__RECORDS SHOWN__:
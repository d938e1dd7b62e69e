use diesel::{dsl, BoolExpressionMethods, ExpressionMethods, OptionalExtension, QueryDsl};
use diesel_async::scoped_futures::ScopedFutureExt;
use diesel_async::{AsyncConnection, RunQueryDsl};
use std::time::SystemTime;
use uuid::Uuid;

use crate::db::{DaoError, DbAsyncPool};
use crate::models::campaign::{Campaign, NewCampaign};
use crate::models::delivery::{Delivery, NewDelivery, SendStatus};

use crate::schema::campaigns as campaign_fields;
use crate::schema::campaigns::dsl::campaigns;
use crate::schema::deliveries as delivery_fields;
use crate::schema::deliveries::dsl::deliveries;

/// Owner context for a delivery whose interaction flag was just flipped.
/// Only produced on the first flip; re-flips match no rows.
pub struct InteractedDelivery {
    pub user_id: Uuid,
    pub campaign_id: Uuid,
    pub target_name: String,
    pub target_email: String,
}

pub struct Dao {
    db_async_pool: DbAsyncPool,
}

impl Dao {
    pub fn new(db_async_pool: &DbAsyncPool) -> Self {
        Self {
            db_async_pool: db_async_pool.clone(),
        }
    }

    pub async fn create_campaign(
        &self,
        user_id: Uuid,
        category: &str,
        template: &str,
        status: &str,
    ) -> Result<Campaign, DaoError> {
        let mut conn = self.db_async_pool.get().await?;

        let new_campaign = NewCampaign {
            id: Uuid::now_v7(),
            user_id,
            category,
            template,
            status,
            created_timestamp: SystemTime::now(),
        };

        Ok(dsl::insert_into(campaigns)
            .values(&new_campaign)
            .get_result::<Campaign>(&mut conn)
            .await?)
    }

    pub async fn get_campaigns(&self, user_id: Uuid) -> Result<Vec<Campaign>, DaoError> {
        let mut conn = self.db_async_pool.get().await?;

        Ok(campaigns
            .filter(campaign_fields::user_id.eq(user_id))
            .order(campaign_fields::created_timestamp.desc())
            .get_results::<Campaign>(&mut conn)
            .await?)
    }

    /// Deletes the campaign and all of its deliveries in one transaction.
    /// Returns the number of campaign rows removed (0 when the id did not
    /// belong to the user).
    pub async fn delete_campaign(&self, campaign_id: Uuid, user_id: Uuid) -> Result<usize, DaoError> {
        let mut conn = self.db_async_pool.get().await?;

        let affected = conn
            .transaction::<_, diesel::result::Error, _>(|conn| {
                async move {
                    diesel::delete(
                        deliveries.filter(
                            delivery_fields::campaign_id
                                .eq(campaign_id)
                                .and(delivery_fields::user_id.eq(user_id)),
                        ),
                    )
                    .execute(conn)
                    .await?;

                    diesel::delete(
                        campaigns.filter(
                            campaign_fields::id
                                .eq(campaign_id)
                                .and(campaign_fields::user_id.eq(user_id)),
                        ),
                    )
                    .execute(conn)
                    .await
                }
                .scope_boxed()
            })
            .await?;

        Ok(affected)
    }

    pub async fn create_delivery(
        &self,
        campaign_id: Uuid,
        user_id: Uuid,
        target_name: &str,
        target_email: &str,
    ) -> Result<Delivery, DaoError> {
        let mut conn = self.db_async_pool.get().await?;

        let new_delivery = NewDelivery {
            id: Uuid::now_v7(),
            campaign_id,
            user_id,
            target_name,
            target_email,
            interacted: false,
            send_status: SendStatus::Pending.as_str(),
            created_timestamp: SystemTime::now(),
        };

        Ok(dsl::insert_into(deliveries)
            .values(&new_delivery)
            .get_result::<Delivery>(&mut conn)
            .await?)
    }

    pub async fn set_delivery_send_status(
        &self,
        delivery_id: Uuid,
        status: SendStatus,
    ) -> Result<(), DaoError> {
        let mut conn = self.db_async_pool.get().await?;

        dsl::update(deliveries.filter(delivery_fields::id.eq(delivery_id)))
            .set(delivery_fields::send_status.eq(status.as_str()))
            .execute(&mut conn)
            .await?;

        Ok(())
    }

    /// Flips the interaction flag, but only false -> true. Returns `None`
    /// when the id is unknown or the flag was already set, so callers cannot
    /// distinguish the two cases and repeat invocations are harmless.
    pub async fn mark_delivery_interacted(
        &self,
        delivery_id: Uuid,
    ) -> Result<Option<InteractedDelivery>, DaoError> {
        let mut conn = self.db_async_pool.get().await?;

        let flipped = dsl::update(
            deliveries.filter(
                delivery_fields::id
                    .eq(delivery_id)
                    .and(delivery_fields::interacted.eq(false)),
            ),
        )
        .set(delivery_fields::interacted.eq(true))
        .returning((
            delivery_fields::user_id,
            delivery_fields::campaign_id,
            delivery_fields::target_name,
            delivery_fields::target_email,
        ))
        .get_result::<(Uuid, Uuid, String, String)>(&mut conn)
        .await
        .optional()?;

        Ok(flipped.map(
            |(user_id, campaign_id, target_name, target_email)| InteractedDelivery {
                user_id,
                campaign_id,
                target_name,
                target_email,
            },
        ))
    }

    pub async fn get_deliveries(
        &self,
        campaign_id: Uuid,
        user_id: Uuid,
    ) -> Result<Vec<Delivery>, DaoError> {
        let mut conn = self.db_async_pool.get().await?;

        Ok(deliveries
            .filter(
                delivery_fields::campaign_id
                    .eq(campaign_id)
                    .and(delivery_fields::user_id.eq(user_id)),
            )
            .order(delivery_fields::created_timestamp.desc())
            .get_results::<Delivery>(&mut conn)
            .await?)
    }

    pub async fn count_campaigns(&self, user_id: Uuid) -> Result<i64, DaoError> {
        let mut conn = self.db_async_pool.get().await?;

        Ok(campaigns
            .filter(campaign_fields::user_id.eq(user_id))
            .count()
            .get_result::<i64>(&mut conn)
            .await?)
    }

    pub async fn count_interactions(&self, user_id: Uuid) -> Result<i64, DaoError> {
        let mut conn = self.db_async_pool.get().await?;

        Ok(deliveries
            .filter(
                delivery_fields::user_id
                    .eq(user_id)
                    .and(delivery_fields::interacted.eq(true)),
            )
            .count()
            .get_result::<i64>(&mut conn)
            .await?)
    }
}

__ACTIVITY__: Search the data above for the string "DbAsyncPool" and copy each line that has it.

__FINISHED EXERCISE__:
use crate::db::{DaoError, DbAsyncPool};
    db_async_pool: DbAsyncPool,
    pub fn new(db_async_pool: &DbAsyncPool) -> Self {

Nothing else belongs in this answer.